Les députés UMP se félicitent d’avoir exclu les services d’intérêt général (SIG) du champ d’application de la directive. Ils ont néanmoins voté, avec l’ensemble de leur groupe, contre l’amendement de compromis de Mme Gebhardt visant à exclure les services d’intérêt économique général (SIEG) du champ de la directive. Or nous savons que les services de la Commission et la jurisprudence de la Cour de justice qualifient de SIEG tout service d’intérêt général délivré en échange d’une contrepartie économique. La distribution d’eau, l’électricité, le transport et la distribution de gaz, la gestion et le retraitement des déchets, le logement social et bien d’autres services sont donc bel et bien inclus dans le champ de la directive.

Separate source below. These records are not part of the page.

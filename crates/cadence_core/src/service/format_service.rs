//! Timestamp display formats with a persisted, user-cycled choice.
//!
//! # Responsibility
//! - Format entry timestamps as a date line and a time line.
//! - Advance through a fixed rotation of formats on request and persist the
//!   chosen index through a [`PreferenceStore`].
//!
//! # Invariants
//! - Indices are always within their rotation; unreadable stored values fall
//!   back to the first format.

use crate::model::entry::EpochMs;
use crate::repo::preference_repo::{PreferenceStore, RepoResult};
use chrono::{DateTime, FixedOffset, Local, NaiveDateTime, TimeZone};
use log::{info, warn};

pub const DATE_FORMAT_KEY: &str = "dateFormat";
pub const TIME_FORMAT_KEY: &str = "timeFormat";

/// `Jan 5, 2026` and `01/05/2026`.
const DATE_FORMATS: &[&str] = &["%b %-d, %Y", "%m/%d/%Y"];
/// `14:03:09` and `2:03:09 PM`.
const TIME_FORMATS: &[&str] = &["%H:%M:%S", "%-I:%M:%S %p"];

const UNKNOWN_TIME: &str = "--";

/// Date/time formatter whose format choice cycles and persists.
pub struct FormatCycler<S: PreferenceStore> {
    store: S,
    date_index: usize,
    time_index: usize,
    utc_offset: Option<FixedOffset>,
}

impl<S: PreferenceStore> FormatCycler<S> {
    /// Loads persisted indices from `store`.
    ///
    /// `utc_offset_minutes` pins display to a fixed offset; `None` uses the
    /// host's local time zone.
    pub fn new(store: S, utc_offset_minutes: Option<i32>) -> Self {
        let date_index = load_index(&store, DATE_FORMAT_KEY, DATE_FORMATS.len());
        let time_index = load_index(&store, TIME_FORMAT_KEY, TIME_FORMATS.len());
        Self {
            store,
            date_index,
            time_index,
            utc_offset: utc_offset_minutes.and_then(|minutes| FixedOffset::east_opt(minutes * 60)),
        }
    }

    pub fn date_index(&self) -> usize {
        self.date_index
    }

    pub fn time_index(&self) -> usize {
        self.time_index
    }

    /// Advances the date format and persists the new index.
    pub fn cycle_date_format(&mut self) -> RepoResult<usize> {
        self.date_index = (self.date_index + 1) % DATE_FORMATS.len();
        self.store
            .set(DATE_FORMAT_KEY, &self.date_index.to_string())?;
        info!(
            "event=format_cycle module=format status=ok kind=date index={}",
            self.date_index
        );
        Ok(self.date_index)
    }

    /// Advances the time format and persists the new index.
    pub fn cycle_time_format(&mut self) -> RepoResult<usize> {
        self.time_index = (self.time_index + 1) % TIME_FORMATS.len();
        self.store
            .set(TIME_FORMAT_KEY, &self.time_index.to_string())?;
        info!(
            "event=format_cycle module=format status=ok kind=time index={}",
            self.time_index
        );
        Ok(self.time_index)
    }

    pub fn format_date(&self, at: EpochMs) -> String {
        self.format_with(at, DATE_FORMATS[self.date_index])
    }

    pub fn format_time(&self, at: EpochMs) -> String {
        self.format_with(at, TIME_FORMATS[self.time_index])
    }

    /// Calendar-day comparison in display time.
    pub fn is_same_day(&self, left: EpochMs, right: EpochMs) -> bool {
        match (self.to_display(left), self.to_display(right)) {
            (Some(left), Some(right)) => left.date() == right.date(),
            _ => false,
        }
    }

    fn format_with(&self, at: EpochMs, pattern: &str) -> String {
        self.to_display(at)
            .map(|local| local.format(pattern).to_string())
            .unwrap_or_else(|| UNKNOWN_TIME.to_string())
    }

    fn to_display(&self, at: EpochMs) -> Option<NaiveDateTime> {
        match self.utc_offset {
            Some(offset) => offset
                .timestamp_millis_opt(at)
                .single()
                .map(|local| local.naive_local()),
            None => Local
                .timestamp_millis_opt(at)
                .single()
                .map(|local: DateTime<Local>| local.naive_local()),
        }
    }
}

fn load_index<S: PreferenceStore>(store: &S, key: &str, len: usize) -> usize {
    match store.get(key) {
        Ok(Some(raw)) => match raw.trim().parse::<usize>() {
            Ok(index) if index < len => index,
            _ => {
                warn!("event=format_load module=format status=fallback key={key} reason=invalid_value");
                0
            }
        },
        Ok(None) => 0,
        Err(err) => {
            warn!("event=format_load module=format status=fallback key={key} error={err}");
            0
        }
    }
}

#[cfg(test)]
mod tests {
    use super::{FormatCycler, DATE_FORMAT_KEY};
    use crate::repo::preference_repo::{InMemoryPreferenceStore, PreferenceStore};

    /// 2026-01-05T14:03:09Z
    const AT: i64 = 1_767_621_789_000;

    #[test]
    fn formats_follow_rotation() {
        let store = InMemoryPreferenceStore::new();
        let mut cycler = FormatCycler::new(&store, Some(0));
        assert_eq!(cycler.format_date(AT), "Jan 5, 2026");
        assert_eq!(cycler.format_time(AT), "14:03:09");

        cycler.cycle_date_format().expect("cycle date");
        cycler.cycle_time_format().expect("cycle time");
        assert_eq!(cycler.format_date(AT), "01/05/2026");
        assert_eq!(cycler.format_time(AT), "2:03:09 PM");

        assert_eq!(cycler.cycle_date_format().expect("wrap"), 0);
    }

    #[test]
    fn invalid_stored_index_falls_back_to_first_format() {
        let store = InMemoryPreferenceStore::new();
        store.set(DATE_FORMAT_KEY, "7").expect("seed");
        let cycler = FormatCycler::new(&store, Some(0));
        assert_eq!(cycler.date_index(), 0);
    }

    #[test]
    fn same_day_respects_offset() {
        let store = InMemoryPreferenceStore::new();
        let utc = FormatCycler::new(&store, Some(0));
        let ten_hours = 10 * 60 * 60 * 1_000;
        assert!(!utc.is_same_day(AT, AT + ten_hours));

        let west = FormatCycler::new(&store, Some(-10 * 60));
        assert!(west.is_same_day(AT, AT + ten_hours));
    }
}
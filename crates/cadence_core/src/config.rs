//! Tunable constants for cadence styling, idle spacing and timers.
//!
//! # Responsibility
//! - Hold every calibrated constant used by the sampler, spacing mapper and
//!   recurring timers in one serde-friendly struct.
//! - Reject configurations that would break the interval normalization.
//!
//! # Invariants
//! - `min_interval_ms < max_interval_ms`.
//! - Timer periods are strictly positive.
//! - All floating-point values are finite.

use crate::model::mode::PresentationMode;
use serde::{Deserialize, Serialize};
use std::error::Error;
use std::fmt::{Display, Formatter};

/// Fast/slow endpoints of one clamped visual parameter.
#[derive(Debug, Clone, Copy, PartialEq, Serialize, Deserialize)]
pub struct ParameterRange {
    /// Value produced at or below `min_interval_ms`.
    pub fast: f64,
    /// Value produced at or above `max_interval_ms`.
    pub slow: f64,
}

impl ParameterRange {
    pub const fn new(fast: f64, slow: f64) -> Self {
        Self { fast, slow }
    }
}

/// Calibration for the keystroke-cadence engine.
#[derive(Debug, Clone, PartialEq, Serialize, Deserialize)]
#[serde(default)]
pub struct CadenceConfig {
    /// Lower clamp of the inter-key interval, in milliseconds.
    pub min_interval_ms: u64,
    /// Upper clamp of the inter-key interval, in milliseconds.
    pub max_interval_ms: u64,
    /// Font stretch percentage range.
    pub width: ParameterRange,
    /// Opacity range.
    pub opacity: ParameterRange,
    /// Vertical wave amplitude range.
    pub wave_amplitude: ParameterRange,
    /// Letter spacing growth per millisecond above `min_interval_ms`.
    pub letter_spacing_per_ms: f64,
    /// Layout offset units per idle second before the first keystroke.
    pub spacing_per_second: f64,
    /// Live clock redisplay period while an entry is composing-empty.
    pub timestamp_tick_ms: u64,
    /// Idle spacing recomputation period.
    pub spacing_tick_ms: u64,
    /// Focus reconciliation period while an entry is active.
    pub focus_tick_ms: u64,
    /// Fixed UTC offset for displayed timestamps; local time when absent.
    pub utc_offset_minutes: Option<i32>,
    /// Mode selected when a session starts.
    pub initial_mode: PresentationMode,
}

impl Default for CadenceConfig {
    fn default() -> Self {
        Self {
            min_interval_ms: 75,
            max_interval_ms: 200,
            width: ParameterRange::new(25.0, 150.0),
            opacity: ParameterRange::new(1.0, 0.25),
            wave_amplitude: ParameterRange::new(8.0, 0.0),
            letter_spacing_per_ms: 0.03,
            spacing_per_second: 4.0,
            timestamp_tick_ms: 250,
            spacing_tick_ms: 50,
            focus_tick_ms: 100,
            utc_offset_minutes: None,
            initial_mode: PresentationMode::Width,
        }
    }
}

impl CadenceConfig {
    /// Parses a JSON document; missing fields take their defaults.
    ///
    /// # Errors
    /// - `ConfigError::Parse` when the document is not valid JSON for this shape.
    /// - Any error returned by [`CadenceConfig::validate`].
    pub fn from_json_str(raw: &str) -> Result<Self, ConfigError> {
        let config: Self =
            serde_json::from_str(raw).map_err(|err| ConfigError::Parse(err.to_string()))?;
        config.validate()?;
        Ok(config)
    }

    /// Checks cross-field invariants.
    pub fn validate(&self) -> Result<(), ConfigError> {
        if self.min_interval_ms >= self.max_interval_ms {
            return Err(ConfigError::InvalidIntervalBounds {
                min_ms: self.min_interval_ms,
                max_ms: self.max_interval_ms,
            });
        }

        for (name, period) in [
            ("timestamp_tick_ms", self.timestamp_tick_ms),
            ("spacing_tick_ms", self.spacing_tick_ms),
            ("focus_tick_ms", self.focus_tick_ms),
        ] {
            if period == 0 {
                return Err(ConfigError::ZeroPeriod(name));
            }
        }

        let values = [
            ("width.fast", self.width.fast),
            ("width.slow", self.width.slow),
            ("opacity.fast", self.opacity.fast),
            ("opacity.slow", self.opacity.slow),
            ("wave_amplitude.fast", self.wave_amplitude.fast),
            ("wave_amplitude.slow", self.wave_amplitude.slow),
            ("letter_spacing_per_ms", self.letter_spacing_per_ms),
            ("spacing_per_second", self.spacing_per_second),
        ];
        for (name, value) in values {
            if !value.is_finite() {
                return Err(ConfigError::NonFinite(name));
            }
        }

        if let Some(minutes) = self.utc_offset_minutes {
            if minutes.abs() >= 24 * 60 {
                return Err(ConfigError::InvalidUtcOffset(minutes));
            }
        }

        Ok(())
    }
}

/// Configuration validation/parse failures.
#[derive(Debug, Clone, PartialEq, Eq)]
pub enum ConfigError {
    Parse(String),
    InvalidIntervalBounds { min_ms: u64, max_ms: u64 },
    ZeroPeriod(&'static str),
    NonFinite(&'static str),
    InvalidUtcOffset(i32),
}

impl Display for ConfigError {
    fn fmt(&self, f: &mut Formatter<'_>) -> std::fmt::Result {
        match self {
            Self::Parse(message) => write!(f, "invalid cadence config: {message}"),
            Self::InvalidIntervalBounds { min_ms, max_ms } => write!(
                f,
                "min_interval_ms ({min_ms}) must be < max_interval_ms ({max_ms})"
            ),
            Self::ZeroPeriod(name) => write!(f, "{name} must be > 0"),
            Self::NonFinite(name) => write!(f, "{name} must be a finite number"),
            Self::InvalidUtcOffset(minutes) => {
                write!(f, "utc_offset_minutes ({minutes}) is out of range")
            }
        }
    }
}

impl Error for ConfigError {}

#[cfg(test)]
mod tests {
    use super::{CadenceConfig, ConfigError};
    use crate::model::mode::PresentationMode;

    #[test]
    fn defaults_are_valid() {
        CadenceConfig::default()
            .validate()
            .expect("default config should validate");
    }

    #[test]
    fn partial_json_keeps_defaults_for_missing_fields() {
        let config = CadenceConfig::from_json_str(
            r#"{ "max_interval_ms": 300, "initial_mode": "letter_spacing" }"#,
        )
        .expect("partial config should parse");
        assert_eq!(config.max_interval_ms, 300);
        assert_eq!(config.min_interval_ms, 75);
        assert_eq!(config.initial_mode, PresentationMode::LetterSpacing);
    }

    #[test]
    fn rejects_inverted_interval_bounds() {
        let err = CadenceConfig::from_json_str(r#"{ "min_interval_ms": 200, "max_interval_ms": 75 }"#)
            .expect_err("inverted bounds must fail");
        assert_eq!(
            err,
            ConfigError::InvalidIntervalBounds {
                min_ms: 200,
                max_ms: 75
            }
        );
    }

    #[test]
    fn rejects_zero_timer_period() {
        let config = CadenceConfig {
            spacing_tick_ms: 0,
            ..CadenceConfig::default()
        };
        assert_eq!(
            config.validate().expect_err("zero period must fail"),
            ConfigError::ZeroPeriod("spacing_tick_ms")
        );
    }

    #[test]
    fn rejects_malformed_json() {
        let err = CadenceConfig::from_json_str("{ not json").expect_err("malformed must fail");
        assert!(matches!(err, ConfigError::Parse(_)));
    }
}
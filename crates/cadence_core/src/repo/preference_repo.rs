//! Preference store contracts and implementations.
//!
//! # Responsibility
//! - Persist small display preferences (format indices) by string key.
//! - Keep SQL details inside the core persistence boundary.
//!
//! # Invariants
//! - Keys are non-empty, trimmed and at most `MAX_KEY_CHARS` characters.
//! - `set` replaces any previous value for the key.

use crate::db::DbError;
use log::debug;
use rusqlite::{params, Connection, OptionalExtension};
use std::cell::RefCell;
use std::collections::BTreeMap;
use std::error::Error;
use std::fmt::{Display, Formatter};

const MAX_KEY_CHARS: usize = 64;

pub type RepoResult<T> = Result<T, RepoError>;

#[derive(Debug)]
pub enum RepoError {
    InvalidKey(String),
    Db(DbError),
}

impl Display for RepoError {
    fn fmt(&self, f: &mut Formatter<'_>) -> std::fmt::Result {
        match self {
            Self::InvalidKey(key) => write!(f, "invalid preference key: `{key}`"),
            Self::Db(err) => write!(f, "{err}"),
        }
    }
}

impl Error for RepoError {
    fn source(&self) -> Option<&(dyn Error + 'static)> {
        match self {
            Self::Db(err) => Some(err),
            Self::InvalidKey(_) => None,
        }
    }
}

impl From<DbError> for RepoError {
    fn from(value: DbError) -> Self {
        Self::Db(value)
    }
}

impl From<rusqlite::Error> for RepoError {
    fn from(value: rusqlite::Error) -> Self {
        Self::Db(DbError::Sqlite(value))
    }
}

/// Key/value preference persistence.
pub trait PreferenceStore {
    fn get(&self, key: &str) -> RepoResult<Option<String>>;
    fn set(&self, key: &str, value: &str) -> RepoResult<()>;
}

impl<S: PreferenceStore + ?Sized> PreferenceStore for &S {
    fn get(&self, key: &str) -> RepoResult<Option<String>> {
        (**self).get(key)
    }

    fn set(&self, key: &str, value: &str) -> RepoResult<()> {
        (**self).set(key, value)
    }
}

/// Process-local store; nothing survives the session.
#[derive(Debug, Default)]
pub struct InMemoryPreferenceStore {
    values: RefCell<BTreeMap<String, String>>,
}

impl InMemoryPreferenceStore {
    pub fn new() -> Self {
        Self::default()
    }
}

impl PreferenceStore for InMemoryPreferenceStore {
    fn get(&self, key: &str) -> RepoResult<Option<String>> {
        let key = validate_key(key)?;
        Ok(self.values.borrow().get(key).cloned())
    }

    fn set(&self, key: &str, value: &str) -> RepoResult<()> {
        let key = validate_key(key)?;
        self.values
            .borrow_mut()
            .insert(key.to_string(), value.to_string());
        Ok(())
    }
}

/// SQLite-backed preference store.
pub struct SqlitePreferenceStore<'conn> {
    conn: &'conn Connection,
}

impl<'conn> SqlitePreferenceStore<'conn> {
    pub fn new(conn: &'conn Connection) -> Self {
        Self { conn }
    }
}

impl PreferenceStore for SqlitePreferenceStore<'_> {
    fn get(&self, key: &str) -> RepoResult<Option<String>> {
        let key = validate_key(key)?;
        let value = self
            .conn
            .query_row(
                "SELECT value FROM preferences WHERE key = ?1;",
                [key],
                |row| row.get::<_, String>(0),
            )
            .optional()?;
        Ok(value)
    }

    fn set(&self, key: &str, value: &str) -> RepoResult<()> {
        let key = validate_key(key)?;
        self.conn.execute(
            "INSERT INTO preferences (key, value) VALUES (?1, ?2)
             ON CONFLICT(key) DO UPDATE SET
                value = excluded.value,
                updated_at = (strftime('%s', 'now') * 1000);",
            params![key, value],
        )?;
        debug!("event=preference_set module=repo status=ok key={key}");
        Ok(())
    }
}

fn validate_key(key: &str) -> RepoResult<&str> {
    let trimmed = key.trim();
    if trimmed.is_empty() || trimmed != key || trimmed.chars().count() > MAX_KEY_CHARS {
        return Err(RepoError::InvalidKey(key.to_string()));
    }
    Ok(trimmed)
}
//! Connection bootstrap for the preference database.
//!
//! # Invariants
//! - Returned connections have migrations fully applied.

use super::migrations::apply_migrations;
use super::DbResult;
use log::{error, info};
use rusqlite::Connection;
use std::path::Path;
use std::time::{Duration, Instant};

/// Opens a preference database file and applies pending migrations.
///
/// # Side effects
/// - Emits `db_open` logging events with duration and status.
pub fn open_db(path: impl AsRef<Path>) -> DbResult<Connection> {
    open_with("file", || Connection::open(path))
}

/// Opens an in-memory preference database and applies pending migrations.
pub fn open_db_in_memory() -> DbResult<Connection> {
    open_with("memory", Connection::open_in_memory)
}

fn open_with(
    mode: &'static str,
    connect: impl FnOnce() -> rusqlite::Result<Connection>,
) -> DbResult<Connection> {
    let started_at = Instant::now();
    info!("event=db_open module=db status=start mode={mode}");

    let mut conn = match connect() {
        Ok(conn) => conn,
        Err(err) => {
            error!(
                "event=db_open module=db status=error mode={} duration_ms={} error_code=db_open_failed error={}",
                mode,
                started_at.elapsed().as_millis(),
                err
            );
            return Err(err.into());
        }
    };

    match bootstrap_connection(&mut conn) {
        Ok(()) => {
            info!(
                "event=db_open module=db status=ok mode={} duration_ms={}",
                mode,
                started_at.elapsed().as_millis()
            );
            Ok(conn)
        }
        Err(err) => {
            error!(
                "event=db_open module=db status=error mode={} duration_ms={} error_code=db_bootstrap_failed error={}",
                mode,
                started_at.elapsed().as_millis(),
                err
            );
            Err(err)
        }
    }
}

fn bootstrap_connection(conn: &mut Connection) -> DbResult<()> {
    conn.busy_timeout(Duration::from_secs(5))?;
    apply_migrations(conn)?;
    Ok(())
}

Quant à l’enseignement supérieur, cité dans le communiqué de l’UMP, il n’est exclu que dans la mesure où il ne peut pas être considéré comme un SIEG, ce qui est loin d’être garanti, considérant le volontarisme habituel avec lequel la Commission et le Cour de Justice s’attaquent aux services publics.

 

Enfin, quant à la prétendue victoire obtenue par le Président Chirac au Conseil Européen de mars 2005, par laquelle la proposition initiale de Frits Bolkestein aurait été enterrée, il est curieux de remarquer que c’est bien ce texte là qui est sur la table du Parlement et du Conseil et sur lequel nous travaillons. En fait d’enterrement, M. Chirac semble avoir obtenu tout simplement l’application de la procédure législative ordinaire de l’Union Européenne.

 

Aujourd’hui, il apparait clairement que la droite fait de la gesticulation pour faire croire que les engagements et les promesses de Villepin et Chirac devant les français se traduisent par un vrai changement de la directive Bolkestein. Malheureusement la vérité est bien différente, le texte issu de la majorité PPE ALDE de la commission du Marché intérieur du Parlement Européen, avec l’appui des députés UMP, reprends l’essentiel des dispositions ultralibérales de la proposition Bolkestein. Oui au principe du pays d’origine, oui à l’intégration de l’essentiel des services publics (les SIEG) au champ d’application, oui aux articles 14 et 15 qui amputent largement la capacité des autorités publics de réglementer les activités de service dans l’intérêt général. Quant à l’abrogation des articles 24 et 25 sur le détachement des travailleurs, il s’agit d’une victoire obtenue par la gauche dans la commission de l’emploi et des affaires sociales, qui sera reproposée au vote de la plénière.

 

L’UMP revendique des victoires qui ne lui doivent rien et se livre à une manipulation de l’opinion indigne. Véhémente dans l’hexagone, véhémente dans sa communication, elle s’est révélée docile et complice au Parlement Européen sur les deux principales menaces que fait peser ce texte sur le modèle social français : l’avenir des Services Publics et le Principe du Pays d’Origine.

 

 

Les 31 députés de la Délégation socialiste française:

 

Kader Arif, Pervenche Berès, Guy Bono, Bernadette Bourzai, Marie-Arlette Carlotti, Françoise Castex, Jean-Louis Cottigny, Harlem Désir, Brigitte Douay, Anne Ferreira, Jean-Claude Fruteau, Catherine Guy-Quint, Benoît Hamon, Adeline Hazan, André Laignel, Stéphane Le Foll, Marie-Nöelle Lienemann, Pierre Moscovici, Robert Navarro, Béatrice Patrie, Vincent Peillon, Bernard Poignant, Marie-Line Reynaud, Michel Rocard, Martine Roure, Gilles Savary, Pierre Schapira, Catherine Trautmann, Yannick Vaugrenard, Bernadette Vergnaud, et Henri Weber.